Aim of the exercise - Only a number is wanted here: how many lines in the records below contain the string "args".

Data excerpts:
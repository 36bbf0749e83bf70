// Console chat front-end
//
//   cargo run --example chat -- --transport shm --channel demo --peer A
//   cargo run --example chat -- --transport shm --channel demo --peer B
//   cargo run --example chat -- --mode server --port 54000
//   cargo run --example chat -- --mode client --host 127.0.0.1 --port 54000
//
// Type a line and press Enter to send it. Ctrl+C quits.
use duochat::{ChatConfig, ChatEvent};
use std::env;
use std::io::BufRead;
use std::sync::atomic::{AtomicBool, Ordering};
use std::sync::Arc;
use std::time::Duration;

fn main() -> Result<(), Box<dyn std::error::Error>> {
    env_logger::Builder::from_env(env_logger::Env::default().default_filter_or("info")).init();

    let config = match env::args().nth(1).as_deref() {
        Some("--config") => match env::args().nth(2) {
            Some(path) => ChatConfig::load(path)?,
            None => return Err("--config needs a path".into()),
        },
        _ => ChatConfig::from_args(env::args().skip(1)),
    };
    println!("Starting {:?} chat: {:?}", config.transport, config);

    let handle = Arc::new(duochat::start(config)?);

    let keep_alive = Arc::new(AtomicBool::new(true));
    let keep_alive_for_handler = Arc::clone(&keep_alive);

    // Handle Ctrl+C to clean up
    ctrlc::set_handler(move || {
        keep_alive_for_handler.store(false, Ordering::SeqCst);
    })?;

    // stdin blocks, so it gets its own thread; the main loop owns shutdown
    let input_handle = Arc::clone(&handle);
    let input_alive = Arc::clone(&keep_alive);
    std::thread::spawn(move || {
        let stdin = std::io::stdin();
        for line in stdin.lock().lines() {
            let Ok(line) = line else { break };
            if let Err(e) = duochat::send(&input_handle, line.trim_end()) {
                eprintln!("Send failed: {}", e);
            }
        }
        input_alive.store(false, Ordering::SeqCst);
    });

    while keep_alive.load(Ordering::SeqCst) {
        match handle.events().recv_timeout(Duration::from_millis(100)) {
            Ok(ChatEvent::StatusChanged(state)) => println!("--- Status: {} ---", state),
            Ok(event) => println!("{}", event),
            Err(crossbeam_channel::RecvTimeoutError::Timeout) => {}
            Err(crossbeam_channel::RecvTimeoutError::Disconnected) => break,
        }
    }

    duochat::stop(&handle);
    for event in handle.events().try_iter() {
        println!("{}", event);
    }
    println!("Bye.");
    Ok(())
}
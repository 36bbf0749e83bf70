use crate::config::{ChatConfig, PeerRole};
use crate::error::ChatError;
use crate::session::ConnectionHandle;
use crate::Transport::ChatEvent;
use std::ffi::{c_char, CStr};
use std::ptr;

// Error codes
const CHAT_SUCCESS: i32 = 0;
const CHAT_ERROR_NULL_POINTER: i32 = -1;
const CHAT_ERROR_INVALID_ARG: i32 = -2;
const CHAT_ERROR_RESOURCE: i32 = -3;
const CHAT_ERROR_NOT_CONNECTED: i32 = -4;
const CHAT_ERROR_EMPTY: i32 = -5;
const CHAT_ERROR_INTERNAL: i32 = -6;

// Event kinds returned by chat_poll_event
const CHAT_EVENT_MESSAGE_RECEIVED: i32 = 1;
const CHAT_EVENT_MESSAGE_SENT: i32 = 2;
const CHAT_EVENT_STATUS_CHANGED: i32 = 3;
const CHAT_EVENT_LOG: i32 = 4;

/// Handle to a running chat session (opaque pointer)
pub struct ChatHandle {
    inner: ConnectionHandle,
}

fn error_code(err: &ChatError) -> i32 {
    match err {
        ChatError::NotConnected | ChatError::PeerDisconnected => CHAT_ERROR_NOT_CONNECTED,
        ChatError::InvalidConfig(_) | ChatError::Config(_) => CHAT_ERROR_INVALID_ARG,
        ChatError::Resource { .. } | ChatError::Io(_) => CHAT_ERROR_RESOURCE,
        ChatError::AlreadyRunning => CHAT_ERROR_INTERNAL,
    }
}

fn start_handle(config: ChatConfig) -> *mut ChatHandle {
    match crate::session::start(config) {
        Ok(inner) => Box::into_raw(Box::new(ChatHandle { inner })),
        Err(e) => {
            log::error!("FFI Error: Failed to start chat: {}", e);
            ptr::null_mut()
        }
    }
}

/// Read a C string argument, or None if it is null or not UTF-8.
unsafe fn c_str<'a>(s: *const c_char) -> Option<&'a str> {
    if s.is_null() {
        return None;
    }
    CStr::from_ptr(s).to_str().ok()
}

/// Copy `text` into `buf` as a NUL-terminated string, truncating on a char boundary.
unsafe fn write_c_str(text: &str, buf: *mut c_char, cap: usize) {
    if buf.is_null() || cap == 0 {
        return;
    }
    let mut len = text.len().min(cap - 1);
    while !text.is_char_boundary(len) {
        len -= 1;
    }
    ptr::copy_nonoverlapping(text.as_ptr() as *const c_char, buf, len);
    *buf.add(len) = 0;
}

// -----------------------------------------------------------------------------
// Session API
// -----------------------------------------------------------------------------

/// Start a shared-memory session.
///
/// # Arguments
/// * `channel` - Channel name (NUL-terminated UTF-8). NULL means "demo".
/// * `peer_b` - Non-zero to join as peer B, zero for peer A.
///
/// # Returns
/// * Pointer to `ChatHandle`, or NULL on failure.
#[no_mangle]
pub extern "C" fn chat_start_shared_memory(channel: *const c_char, peer_b: i32) -> *mut ChatHandle {
    let channel = if channel.is_null() {
        crate::Core::names::DEFAULT_CHANNEL
    } else {
        match unsafe { c_str(channel) } {
            Some(channel) => channel,
            None => return ptr::null_mut(),
        }
    };
    let peer = if peer_b != 0 { PeerRole::B } else { PeerRole::A };
    start_handle(ChatConfig::shared_memory(channel, peer))
}

/// Start a socket session.
///
/// # Arguments
/// * `server` - Non-zero to listen, zero to connect.
/// * `host` - Numeric IPv4 address for the client (NUL-terminated). Ignored by the server; NULL means 127.0.0.1.
/// * `port` - TCP port.
///
/// # Returns
/// * Pointer to `ChatHandle`, or NULL on failure.
#[no_mangle]
pub extern "C" fn chat_start_socket(server: i32, host: *const c_char, port: u16) -> *mut ChatHandle {
    let config = if server != 0 {
        ChatConfig::socket_server(port)
    } else {
        let host = if host.is_null() {
            crate::config::DEFAULT_HOST
        } else {
            match unsafe { c_str(host) } {
                Some(host) => host,
                None => return ptr::null_mut(),
            }
        };
        ChatConfig::socket_client(host, port)
    };
    start_handle(config)
}

/// Send a message.
///
/// # Arguments
/// * `handle` - Pointer to `ChatHandle`.
/// * `text` - NUL-terminated UTF-8 text.
///
/// # Returns
/// * 0 on success, negative error code otherwise.
#[no_mangle]
pub extern "C" fn chat_send(handle: *mut ChatHandle, text: *const c_char) -> i32 {
    if handle.is_null() || text.is_null() {
        return CHAT_ERROR_NULL_POINTER;
    }

    let session = unsafe { &(*handle).inner };
    let text = match unsafe { c_str(text) } {
        Some(text) => text,
        None => return CHAT_ERROR_INVALID_ARG,
    };

    match session.send(text) {
        Ok(()) => CHAT_SUCCESS,
        Err(e) => error_code(&e),
    }
}

/// Take the next pending event without blocking.
///
/// # Arguments
/// * `handle` - Pointer to `ChatHandle`.
/// * `text_buf` / `text_cap` - Receives the message text, status label or log line.
/// * `sender_buf` / `sender_cap` - Receives the sender label for message events. May be NULL.
///
/// # Returns
/// * Event kind (1 received, 2 sent, 3 status, 4 log) on success.
/// * CHAT_ERROR_EMPTY if no event is pending.
/// * Text longer than a buffer is truncated.
#[no_mangle]
pub extern "C" fn chat_poll_event(
    handle: *mut ChatHandle,
    text_buf: *mut c_char,
    text_cap: usize,
    sender_buf: *mut c_char,
    sender_cap: usize,
) -> i32 {
    if handle.is_null() || text_buf.is_null() {
        return CHAT_ERROR_NULL_POINTER;
    }

    let session = unsafe { &(*handle).inner };
    let event = match session.events().try_recv() {
        Ok(event) => event,
        Err(_) => return CHAT_ERROR_EMPTY,
    };

    let (kind, text, sender) = match &event {
        ChatEvent::MessageReceived { text, sender } => (CHAT_EVENT_MESSAGE_RECEIVED, text.as_str(), sender.as_str()),
        ChatEvent::MessageSent { text, sender } => (CHAT_EVENT_MESSAGE_SENT, text.as_str(), sender.as_str()),
        ChatEvent::StatusChanged(state) => (CHAT_EVENT_STATUS_CHANGED, state.label(), ""),
        ChatEvent::Log(line) => (CHAT_EVENT_LOG, line.as_str(), ""),
    };

    unsafe {
        write_c_str(text, text_buf, text_cap);
        write_c_str(sender, sender_buf, sender_cap);
    }
    kind
}

/// Stop the session and free its handle.
#[no_mangle]
pub extern "C" fn chat_stop(handle: *mut ChatHandle) {
    if !handle.is_null() {
        unsafe {
            let _ = Box::from_raw(handle); // Stops on drop
        }
    }
}

/// Remove a channel's shared memory objects from the system.
///
/// # Returns
/// * 0 on success (including when nothing existed), negative error code otherwise.
#[no_mangle]
pub extern "C" fn chat_unlink_channel(channel: *const c_char) -> i32 {
    let channel = match unsafe { c_str(channel) } {
        Some(channel) => channel,
        None => return CHAT_ERROR_NULL_POINTER,
    };
    match crate::Ring::unlink_channel(channel) {
        Ok(()) => CHAT_SUCCESS,
        Err(e) if e.kind() == std::io::ErrorKind::InvalidInput => CHAT_ERROR_INVALID_ARG,
        Err(_) => CHAT_ERROR_RESOURCE,
    }
}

Answer area - 3